> _TASK DIRECTIONS_
Look through the entries below. Say how many lines include "that", with nothing added.

> _RECORDS PROVIDED_
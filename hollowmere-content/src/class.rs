use serde::{Deserialize, Serialize};
use std::collections::HashMap;

/// Static class table: hit die size, starting gear and gold. Consumed by
/// `hollowmere-character::create` when rolling a new character.
#[derive(Debug, Clone, Serialize, Deserialize)]
pub struct ClassDef {
    pub id: String,
    pub name: String,
    pub hit_die: u32,
    #[serde(default)]
    pub starting_items: Vec<(String, u32)>,
    #[serde(default)]
    pub starting_gold: u32,
    #[serde(default)]
    pub starting_weapon_id: Option<String>,
    #[serde(default)]
    pub starting_armor_id: Option<String>,
}

/// Static race table: flat modifiers applied to the six rolled abilities.
#[derive(Debug, Clone, Serialize, Deserialize, Default)]
pub struct RaceDef {
    pub id: String,
    pub name: String,
    #[serde(default)]
    pub ability_modifiers: HashMap<String, i32>,
}
use serde::{Deserialize, Serialize};

/// One entry in an enemy's loot table: an independent roll per entry.
#[derive(Debug, Clone, Serialize, Deserialize)]
pub struct LootEntry {
    pub item_id: String,
    pub drop_chance: f64,
    pub qty_min: u32,
    pub qty_max: u32,
}

/// Static enemy-type definition content authors reference from
/// `[COMBAT:]` tags and location `random_encounters`.
#[derive(Debug, Clone, Serialize, Deserialize)]
pub struct EnemyType {
    pub id: String,
    pub name: String,
    pub hp: i32,
    pub ac: i32,
    pub attack_bonus: i32,
    pub damage_dice: String,
    pub dex_mod: i32,
    pub xp_reward: u32,
    #[serde(default)]
    pub is_boss: bool,
    #[serde(default)]
    pub loot_table: Vec<LootEntry>,
    #[serde(default)]
    pub gold_min: u32,
    #[serde(default)]
    pub gold_max: u32,
}
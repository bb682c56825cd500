//! Buying, selling, and haggling with merchant NPCs. Prices are a pure
//! function of the item's base value, the merchant's markup, and the
//! player's standing with them (`hollowmere_npc::Disposition`); this crate
//! owns only that math and the gold/stock/inventory bookkeeping around it.

pub mod error;
pub mod price;
pub mod transaction;

pub use error::ShopError;
pub use price::{buy_price, sell_price};
pub use transaction::{buy, haggle, sell, BuyReceipt, HaggleOutcome, SellReceipt};
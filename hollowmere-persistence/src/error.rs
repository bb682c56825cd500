use thiserror::Error;

#[derive(Debug, Error)]
pub enum PersistenceError {
    #[error("save directory could not be created or written: {0}")]
    Io(#[from] std::io::Error),
    #[error("save file is corrupted: {0}")]
    Corrupted(String),
    #[error("save file version {found} is incompatible with the current version {expected}")]
    VersionMismatch { found: u32, expected: u32 },
    #[error("no save named '{0}' exists")]
    NotFound(String),
    #[error("save belongs to scenario '{saved}', but scenario '{current}' is loaded")]
    ScenarioMismatch { saved: String, current: String },
}
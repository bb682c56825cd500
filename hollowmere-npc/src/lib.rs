//! NPC reputation and party management. Content (`hollowmere_content::Npc`)
//! describes who an NPC is and what it could sell or say; this crate owns the
//! per-session state that changes as the player interacts with them —
//! disposition, live stock, traveling-merchant rotation — plus the party of
//! recruited companions that travel with the protagonist.

pub mod disposition;
pub mod error;
pub mod party;
pub mod registry;

pub use disposition::{Disposition, DispositionTier};
pub use error::NpcError;
pub use party::{Party, PartyMember, RecruitmentContext, DISMISS_DISPOSITION_DELTA, MAX_COMPANIONS};
pub use registry::{NpcRegistry, NpcRuntime};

> _RESPONSE AREA_
3